Despite being located in St. Louis, Lowenbaum said that much of his practice has been based in Southwestern Illinois for the past 35 years. Clients stretch across both public and private domains and include municipalities like O’Fallon, Fairview Heights, Swansea and Shiloh. The private side includes many of the auto dealers, hospitals as well as companies like T. J. Gundlach Machine Co. and Belleville Boot Co.
“I’ll give Mike credit,” said Berry. “He was a visionary. He saw the importance of Southwestern Illinois long before many others did.”
Lowenbaum said he has always focused on traditional labor law, representing management with their dealing with their dealings with their labor unions, labor arbitration, collective bargaining and contract negotiation. Municipalities frequently have five or six unions.
Movements like #MeToo and the incident in Philadelphia in which two African-Americans were arrested in a Starbucks has led to a spike in demand for employee counselling and training around the areas of age, sex and race discrimination, sex harassment and unconscious bias.
Sexual harassment law, Lowenbaum said, has not changed drastically since the first case went to the U.S. Supreme Court in 1986, nor has the underlying conduct that constitutes sex harassment. What has changed dramatically is the number of those who speak out and the attention they are able to draw.
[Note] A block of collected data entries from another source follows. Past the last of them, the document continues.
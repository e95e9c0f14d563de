//! Outbound calls to the generative model

pub mod client;
pub mod job;
pub mod orchestrator;
pub mod prompts;
pub mod types;

pub use client::{GeminiClient, InferenceService};
pub use job::{RequestJob, Slot};
pub use orchestrator::{CallHandle, CallOrchestrator, FailureKind, Outcome};
//! Assertions on the visible region of a single snapshot.

use std::rc::Rc;

use flicker_region::Region;
use flicker_trace::{format_timestamp, ComponentName, RegionSnapshot};
use tracing::trace;

use crate::{Fact, PredicateFailure, SubjectContext};

/// Aggregated visible region of one snapshot, ready to be asserted on.
#[derive(Debug, Clone)]
pub struct RegionSubject {
    region: Region,
    timestamp: i64,
    parent: Option<Rc<SubjectContext>>,
}

impl RegionSubject {
    pub fn new(region: impl Into<Region>, timestamp: i64, parent: Option<Rc<SubjectContext>>) -> Self {
        Self {
            region: region.into(),
            timestamp,
            parent,
        }
    }

    /// Subject over the union of the layers of `snapshot` matched by `filter`.
    pub fn from_snapshot(
        snapshot: &RegionSnapshot,
        filter: &[ComponentName],
        parent: Option<Rc<SubjectContext>>,
    ) -> Self {
        Self::new(snapshot.visible_region(filter), snapshot.timestamp, parent)
    }

    pub fn region(&self) -> &Region {
        &self.region
    }

    pub fn timestamp(&self) -> i64 {
        self.timestamp
    }

    pub fn parent(&self) -> Option<&Rc<SubjectContext>> {
        self.parent.as_ref()
    }

    /// State of this subject and its ancestors for failure reports.
    pub fn facts(&self) -> Vec<Fact> {
        let mut facts = vec![
            Fact::new(
                "Timestamp",
                format!("{} ({} ns)", format_timestamp(self.timestamp), self.timestamp),
            ),
            Fact::new("Visible region", &self.region),
        ];
        if let Some(parent) = &self.parent {
            facts.extend(parent.facts());
        }
        facts
    }

    /// Passes when every point of `target` is visible.
    pub fn covers_at_least(&self, target: impl Into<Region>) -> Result<&Self, PredicateFailure> {
        let target = target.into();
        let uncovered = target.subtract(&self.region);
        self.check(
            "coversAtLeast",
            uncovered,
            format!("Region to test: {}, uncovered region", target),
        )
    }

    /// Passes when no visible point lies outside `target`.
    pub fn covers_at_most(&self, target: impl Into<Region>) -> Result<&Self, PredicateFailure> {
        let target = target.into();
        let out_of_bounds = self.region.subtract(&target);
        self.check(
            "coversAtMost",
            out_of_bounds,
            format!("Region to test: {}, out-of-bounds region", target),
        )
    }

    /// Passes when the visible region is exactly `target`.
    pub fn covers_exactly(&self, target: impl Into<Region>) -> Result<&Self, PredicateFailure> {
        let target = target.into();
        let difference = self.region.xor(&target);
        self.check(
            "coversExactly",
            difference,
            format!("Expected region: {}, difference", target),
        )
    }

    /// Passes when nothing is visible.
    pub fn is_empty(&self) -> Result<&Self, PredicateFailure> {
        let visible = self.region.clone();
        self.check("isEmpty", visible, "Expected empty region, visible".to_string())
    }

    /// Passes when something is visible.
    pub fn is_not_empty(&self) -> Result<&Self, PredicateFailure> {
        if self.region.is_empty() {
            Err(self.failure(
                "isNotEmpty",
                Region::empty(),
                "Expected a visible region, but nothing is visible".to_string(),
            ))
        } else {
            Ok(self)
        }
    }

    /// Succeed when `offending` is empty, otherwise describe it.
    fn check(
        &self,
        predicate: &str,
        offending: Region,
        label: String,
    ) -> Result<&Self, PredicateFailure> {
        if offending.is_empty() {
            return Ok(self);
        }
        let description = format!("{}: {}", label, offending);
        Err(self.failure(predicate, offending, description))
    }

    fn failure(&self, predicate: &str, offending: Region, description: String) -> PredicateFailure {
        trace!(
            predicate,
            timestamp = self.timestamp,
            offending = %offending,
            "Snapshot predicate failed"
        );
        PredicateFailure {
            predicate: predicate.to_string(),
            timestamp: self.timestamp,
            offending,
            description,
        }
    }
}
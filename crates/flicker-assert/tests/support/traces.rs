//! Builders for in-memory region traces.

use flicker_region::{Rect, Region};
use flicker_trace::{RegionSnapshot, RegionTrace};

/// The target used by most tests: `(0,0)-(10,10)`.
pub fn target() -> Rect {
    Rect::new(0, 0, 10, 10)
}

/// `rect` with the single point `(x, y)` removed.
pub fn punched(rect: Rect, x: i32, y: i32) -> Region {
    Region::from(rect).subtract(&Region::from(Rect::new(x, y, x + 1, y + 1)))
}

/// One snapshot per region, at timestamps `0, 1, 2, ...`, each with a single
/// layer and no component filter.
pub fn region_trace(regions: Vec<Region>) -> RegionTrace {
    let entries = regions
        .into_iter()
        .enumerate()
        .map(|(i, region)| RegionSnapshot::new(i as i64).with_layer("Surface#0", region))
        .collect();
    RegionTrace::new(vec![], entries).expect("timestamps are increasing")
}

/// `count` snapshots all showing exactly `region`.
pub fn steady_trace(region: impl Into<Region>, count: usize) -> RegionTrace {
    let region = region.into();
    region_trace(vec![region; count])
}
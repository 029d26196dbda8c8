//! Rendering of assertion failures into a single diagnostic report.

use std::fmt::{self, Write};

use flicker_trace::TraceFile;
use thiserror::Error;

use crate::{AssertionTag, Fact, FlickerError};

/// Errors raised while building a [`FailureReport`].
#[derive(Error, Debug)]
pub enum ReportError {
    #[error("No failure was given to the assertion error builder")]
    MissingError,

    #[error("Failed to format failure report: {0}")]
    Format(#[from] fmt::Error),
}

/// Final, human-readable failure surfaced to the test harness.
#[derive(Error, Debug, Clone)]
#[error("{message}")]
pub struct FailureReport {
    message: String,
    #[source]
    root_cause: Option<FlickerError>,
    trace_file: Option<TraceFile>,
}

impl FailureReport {
    pub fn message(&self) -> &str {
        &self.message
    }

    /// First meaningful cause of the reported failure.
    pub fn root_cause(&self) -> Option<&FlickerError> {
        self.root_cause.as_ref()
    }

    pub fn trace_file(&self) -> Option<&TraceFile> {
        self.trace_file.as_ref()
    }
}

/// Collects a failure and its context, then renders a [`FailureReport`].
///
/// Only the failure is required; the trace file and location tag are
/// optional. Building performs no I/O and the same inputs always render the
/// same report.
#[derive(Debug, Clone, Default)]
pub struct AssertionErrorBuilder {
    error: Option<FlickerError>,
    trace_file: Option<TraceFile>,
    location: String,
}

impl AssertionErrorBuilder {
    pub fn new() -> Self {
        Self::default()
    }

    /// Set the failure to report.
    pub fn from_error(mut self, error: FlickerError) -> Self {
        self.error = Some(error);
        self
    }

    /// Set the trace artifact the failure was found in.
    pub fn with_trace(mut self, trace_file: impl Into<Option<TraceFile>>) -> Self {
        self.trace_file = trace_file.into();
        self
    }

    /// Set the location tag, e.g. [`AssertionTag::START`] or a custom step name.
    pub fn at_tag(mut self, tag: &str) -> Self {
        self.location = AssertionTag::parse(tag).phrase();
        self
    }

    pub fn build(&self) -> Result<FailureReport, ReportError> {
        let error = self.error.as_ref().ok_or(ReportError::MissingError)?;
        let root_cause = error.root_cause();

        let mut message = String::new();
        self.write_message(&mut message, error, root_cause)?;

        Ok(FailureReport {
            message,
            root_cause: root_cause.cloned(),
            trace_file: self.trace_file.clone(),
        })
    }

    fn write_message(
        &self,
        out: &mut String,
        error: &FlickerError,
        root_cause: Option<&FlickerError>,
    ) -> fmt::Result {
        match error {
            FlickerError::Subject(failure) => {
                writeln!(out, "{}", failure.error_type)?;
                writeln!(out)?;
                writeln!(out, "{}", failure.description)?;
                for fact in &failure.subject_information {
                    writeln!(out, "\t{}", fact)?;
                }
                writeln!(out, "\t{}", Fact::new("Location", &self.location))?;
                writeln!(out)?;
            }
            other => writeln!(out, "{}", other)?,
        }

        write!(out, "Trace file:")?;
        if let Some(trace_file) = &self.trace_file {
            write!(out, "\t{}", trace_file)?;
        }
        writeln!(out)?;

        writeln!(out, "Cause:")?;
        if let Some(root_cause) = root_cause {
            for line in root_cause.render_trace().lines() {
                writeln!(out, "\t{}", line)?;
            }
        }
        writeln!(out)?;
        writeln!(out, "Full stacktrace:")?;
        writeln!(out)
    }
}
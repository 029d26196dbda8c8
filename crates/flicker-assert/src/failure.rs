//! Failure taxonomy for trace assertions.
//!
//! Failures form a cause chain. [`FlickerError::Subject`] is the marker
//! wrapper the assertion engine puts around a real failure when it escapes a
//! trace subject; every other variant is a leaf unless it carries a cause.

use std::fmt::Write;

use flicker_region::Region;
use thiserror::Error;

use crate::Fact;

/// A per-snapshot predicate did not hold.
#[derive(Error, Debug, Clone, PartialEq)]
#[error("{predicate} failed at timestamp {timestamp}: {description}")]
pub struct PredicateFailure {
    /// Predicate name, e.g. `coversAtLeast`.
    pub predicate: String,
    /// Timestamp of the failing snapshot (ns).
    pub timestamp: i64,
    /// The part of the region that broke the predicate.
    pub offending: Region,
    pub description: String,
}

/// Wrapper raised when a failure propagates out of a subject.
#[derive(Error, Debug, Clone)]
#[error("{error_type}: {description}")]
pub struct SubjectFailure {
    /// Category, e.g. `Flicker assertion error`.
    pub error_type: String,
    pub description: String,
    /// Subject state at the time of failure.
    pub subject_information: Vec<Fact>,
    #[source]
    pub cause: Option<Box<FlickerError>>,
}

/// Any failure surfaced by the assertion engine.
#[derive(Error, Debug, Clone)]
pub enum FlickerError {
    #[error(transparent)]
    Predicate(#[from] PredicateFailure),

    #[error(transparent)]
    Subject(#[from] SubjectFailure),

    /// A failure raised by assertion code that is not a predicate outcome.
    #[error("{kind}: {message}")]
    Raised {
        kind: String,
        message: String,
        #[source]
        cause: Option<Box<FlickerError>>,
    },
}

impl FlickerError {
    /// A leaf failure of the given kind.
    pub fn raised(kind: impl Into<String>, message: impl Into<String>) -> Self {
        FlickerError::Raised {
            kind: kind.into(),
            message: message.into(),
            cause: None,
        }
    }

    /// A failure of the given kind caused by `cause`.
    pub fn raised_with_cause(
        kind: impl Into<String>,
        message: impl Into<String>,
        cause: FlickerError,
    ) -> Self {
        FlickerError::Raised {
            kind: kind.into(),
            message: message.into(),
            cause: Some(Box::new(cause)),
        }
    }

    /// Whether this is the engine's marker wrapper.
    pub fn is_wrapper(&self) -> bool {
        matches!(self, FlickerError::Subject(_))
    }

    /// The immediate cause, if any.
    pub fn cause(&self) -> Option<&FlickerError> {
        match self {
            FlickerError::Predicate(_) => None,
            FlickerError::Subject(failure) => failure.cause.as_deref(),
            FlickerError::Raised { cause, .. } => cause.as_deref(),
        }
    }

    /// This failure followed by each of its causes.
    pub fn chain(&self) -> impl Iterator<Item = &FlickerError> {
        std::iter::successors(Some(self), |err| err.cause())
    }

    /// First meaningful cause: the immediate cause, skipping exactly one
    /// marker wrapper.
    pub fn root_cause(&self) -> Option<&FlickerError> {
        match self.cause() {
            Some(cause) if cause.is_wrapper() => cause.cause(),
            other => other,
        }
    }

    /// Multi-line rendering of this failure and its cause chain.
    pub fn render_trace(&self) -> String {
        let mut out = String::new();
        for (depth, err) in self.chain().enumerate() {
            if depth > 0 {
                out.push_str("Caused by: ");
            }
            let _ = writeln!(out, "{}", err);
            if let FlickerError::Predicate(failure) = err {
                let _ = writeln!(out, "    offending region: {}", failure.offending);
            }
        }
        out
    }
}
With today’s heightened awareness and focus on workplace harassment, he said, employers must evaluate their practices to ensure they are consistently maintaining and implementing preventive and remedial measures, including examining their training strategies and ensuring they are providing regular education to supervisors and employees. They must also audit their internal investigation protocol to ensure it is prompt, impartial, and thorough so that both the employees, and the company, are protected.
And that’s just one area where the legal landscape has changed significantly and is evolving, according to Lowenbaum.
“Most of our clients didn’t have a social media policy before and now we have to change it every six months,” he said.
Lowenbaum said their attorneys are doing more and more presentations, seminars and training sessions for a variety of groups and employers. He said that Jackson Lewis has licensed a software program called Poll Everywhere that they use in their presentations and seminars. It allows attendees to participate and respond via their cell phones while the presentation is going on.
“This has been an amazing way to get people more involved,” Lowenbaum said. “This technology has made training much more effective because it gets the audience engaged and interacting and they can see the results in real time as well.”
Six months into the merger, Lowenbaum is pleased with the results.
“Our clients are particularly happy,” he said. “If they needed the national resources, they got them. If not, they’re still able to take advantage of our daily communiques, blogs and webinars.”